----- Dataset entries
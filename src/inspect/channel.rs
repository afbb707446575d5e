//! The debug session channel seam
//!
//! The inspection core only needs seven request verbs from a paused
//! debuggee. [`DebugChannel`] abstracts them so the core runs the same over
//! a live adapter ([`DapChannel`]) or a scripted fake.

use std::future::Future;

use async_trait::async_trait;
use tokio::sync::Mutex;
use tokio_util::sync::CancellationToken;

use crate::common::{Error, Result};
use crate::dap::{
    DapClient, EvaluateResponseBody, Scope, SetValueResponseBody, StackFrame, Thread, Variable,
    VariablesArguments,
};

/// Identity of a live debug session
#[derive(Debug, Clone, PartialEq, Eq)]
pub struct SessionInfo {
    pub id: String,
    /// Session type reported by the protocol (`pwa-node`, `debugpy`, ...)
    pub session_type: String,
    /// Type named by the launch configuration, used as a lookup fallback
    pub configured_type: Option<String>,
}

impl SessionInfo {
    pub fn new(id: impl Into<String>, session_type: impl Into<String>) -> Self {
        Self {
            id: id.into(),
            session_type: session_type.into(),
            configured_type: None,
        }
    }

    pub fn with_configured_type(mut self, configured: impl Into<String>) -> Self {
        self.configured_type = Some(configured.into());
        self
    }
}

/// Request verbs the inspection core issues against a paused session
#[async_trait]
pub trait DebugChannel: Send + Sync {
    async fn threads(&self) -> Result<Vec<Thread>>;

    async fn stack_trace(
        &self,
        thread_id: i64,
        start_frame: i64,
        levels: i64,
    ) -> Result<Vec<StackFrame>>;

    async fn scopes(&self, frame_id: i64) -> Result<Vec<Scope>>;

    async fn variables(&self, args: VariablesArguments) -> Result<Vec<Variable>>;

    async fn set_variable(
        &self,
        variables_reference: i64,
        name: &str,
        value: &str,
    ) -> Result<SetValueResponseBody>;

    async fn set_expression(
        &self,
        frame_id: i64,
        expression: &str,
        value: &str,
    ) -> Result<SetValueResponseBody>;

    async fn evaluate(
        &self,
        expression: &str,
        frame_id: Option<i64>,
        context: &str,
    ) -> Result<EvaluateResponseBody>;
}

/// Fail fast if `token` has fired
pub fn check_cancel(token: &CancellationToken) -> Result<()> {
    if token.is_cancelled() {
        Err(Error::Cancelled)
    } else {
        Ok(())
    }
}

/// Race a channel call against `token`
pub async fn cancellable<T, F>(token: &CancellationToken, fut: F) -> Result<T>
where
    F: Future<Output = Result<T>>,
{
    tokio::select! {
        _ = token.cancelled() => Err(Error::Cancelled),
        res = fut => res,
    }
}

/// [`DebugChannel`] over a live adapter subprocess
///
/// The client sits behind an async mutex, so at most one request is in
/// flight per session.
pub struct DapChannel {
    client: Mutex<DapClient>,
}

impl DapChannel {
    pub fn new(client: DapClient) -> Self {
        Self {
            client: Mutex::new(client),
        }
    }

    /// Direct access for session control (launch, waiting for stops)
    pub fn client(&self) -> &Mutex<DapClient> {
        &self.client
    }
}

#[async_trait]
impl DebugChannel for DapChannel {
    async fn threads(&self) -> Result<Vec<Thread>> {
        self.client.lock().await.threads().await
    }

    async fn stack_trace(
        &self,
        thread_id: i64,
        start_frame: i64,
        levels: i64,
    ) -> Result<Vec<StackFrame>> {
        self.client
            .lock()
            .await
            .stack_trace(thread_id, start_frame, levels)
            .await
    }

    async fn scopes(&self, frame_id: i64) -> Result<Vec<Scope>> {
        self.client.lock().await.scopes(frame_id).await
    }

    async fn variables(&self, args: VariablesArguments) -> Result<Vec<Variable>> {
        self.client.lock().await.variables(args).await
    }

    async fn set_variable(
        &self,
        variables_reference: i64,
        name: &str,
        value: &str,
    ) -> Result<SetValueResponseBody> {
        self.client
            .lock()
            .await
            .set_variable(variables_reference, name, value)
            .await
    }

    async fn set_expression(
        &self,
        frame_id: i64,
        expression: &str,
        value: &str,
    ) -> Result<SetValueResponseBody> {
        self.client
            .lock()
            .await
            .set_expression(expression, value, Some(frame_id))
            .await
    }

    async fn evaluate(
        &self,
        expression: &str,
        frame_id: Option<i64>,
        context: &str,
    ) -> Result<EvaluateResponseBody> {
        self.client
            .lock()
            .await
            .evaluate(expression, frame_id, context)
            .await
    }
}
----------
Exercise:
All of the entries above need to be output again exactly.

Task output:
filename src/inspect/channel.rs
repository afbb707446575d5e
//! The debug session channel seam
//!
//! The inspection core only needs seven request verbs from a paused
//! debuggee. [`DebugChannel`] abstracts them so the core runs the same over
//! a live adapter ([`DapChannel`]) or a scripted fake.

use std::future::Future;

use async_trait::async_trait;
use tokio::sync::Mutex;
use tokio_util::sync::CancellationToken;

use crate::common::{Error, Result};
use crate::dap::{
    DapClient, EvaluateResponseBody, Scope, SetValueResponseBody, StackFrame, Thread, Variable,
    VariablesArguments,
};

/// Identity of a live debug session
#[derive(Debug, Clone, PartialEq, Eq)]
pub struct SessionInfo {
    pub id: String,
    /// Session type reported by the protocol (`pwa-node`, `debugpy`, ...)
    pub session_type: String,
    /// Type named by the launch configuration, used as a lookup fallback
    pub configured_type: Option<String>,
}

impl SessionInfo {
    pub fn new(id: impl Into<String>, session_type: impl Into<String>) -> Self {
        Self {
            id: id.into(),
            session_type: session_type.into(),
            configured_type: None,
        }
    }

    pub fn with_configured_type(mut self, configured: impl Into<String>) -> Self {
        self.configured_type = Some(configured.into());
        self
    }
}

/// Request verbs the inspection core issues against a paused session
#[async_trait]
pub trait DebugChannel: Send + Sync {
    async fn threads(&self) -> Result<Vec<Thread>>;

    async fn stack_trace(
        &self,
        thread_id: i64,
        start_frame: i64,
        levels: i64,
    ) -> Result<Vec<StackFrame>>;

    async fn scopes(&self, frame_id: i64) -> Result<Vec<Scope>>;

    async fn variables(&self, args: VariablesArguments) -> Result<Vec<Variable>>;

    async fn set_variable(
        &self,
        variables_reference: i64,
        name: &str,
        value: &str,
    ) -> Result<SetValueResponseBody>;

    async fn set_expression(
        &self,
        frame_id: i64,
        expression: &str,
        value: &str,
    ) -> Result<SetValueResponseBody>;

    async fn evaluate(
        &self,
        expression: &str,
        frame_id: Option<i64>,
        context: &str,
    ) -> Result<EvaluateResponseBody>;
}

/// Fail fast if `token` has fired
pub fn check_cancel(token: &CancellationToken) -> Result<()> {
    if token.is_cancelled() {
        Err(Error::Cancelled)
    } else {
        Ok(())
    }
}

/// Race a channel call against `token`
pub async fn cancellable<T, F>(token: &CancellationToken, fut: F) -> Result<T>
where
    F: Future<Output = Result<T>>,
{
    tokio::select! {
        _ = token.cancelled() => Err(Error::Cancelled),
        res = fut => res,
    }
}

/// [`DebugChannel`] over a live adapter subprocess
///
/// The client sits behind an async mutex, so at most one request is in
/// flight per session.
pub struct DapChannel {
    client: Mutex<DapClient>,
}

impl DapChannel {
    pub fn new(client: DapClient) -> Self {
        Self {
            client: Mutex::new(client),
        }
    }

    /// Direct access for session control (launch, waiting for stops)
    pub fn client(&self) -> &Mutex<DapClient> {
        &self.client
    }
}

#[async_trait]
impl DebugChannel for DapChannel {
    async fn threads(&self) -> Result<Vec<Thread>> {
        self.client.lock().await.threads().await
    }

    async fn stack_trace(
        &self,
        thread_id: i64,
        start_frame: i64,
        levels: i64,
    ) -> Result<Vec<StackFrame>> {
        self.client
            .lock()
            .await
            .stack_trace(thread_id, start_frame, levels)
            .await
    }

    async fn scopes(&self, frame_id: i64) -> Result<Vec<Scope>> {
        self.client.lock().await.scopes(frame_id).await
    }

    async fn variables(&self, args: VariablesArguments) -> Result<Vec<Variable>> {
        self.client.lock().await.variables(args).await
    }

    async fn set_variable(
        &self,
        variables_reference: i64,
        name: &str,
        value: &str,
    ) -> Result<SetValueResponseBody> {
        self.client
            .lock()
            .await
            .set_variable(variables_reference, name, value)
            .await
    }

    async fn set_expression(
        &self,
        frame_id: i64,
        expression: &str,
        value: &str,
    ) -> Result<SetValueResponseBody> {
        self.client
            .lock()
            .await
            .set_expression(expression, value, Some(frame_id))
            .await
    }

    async fn evaluate(
        &self,
        expression: &str,
        frame_id: Option<i64>,
        context: &str,
    ) -> Result<EvaluateResponseBody> {
        self.client
            .lock()
            .await
            .evaluate(expression, frame_id, context)
            .await
    }
}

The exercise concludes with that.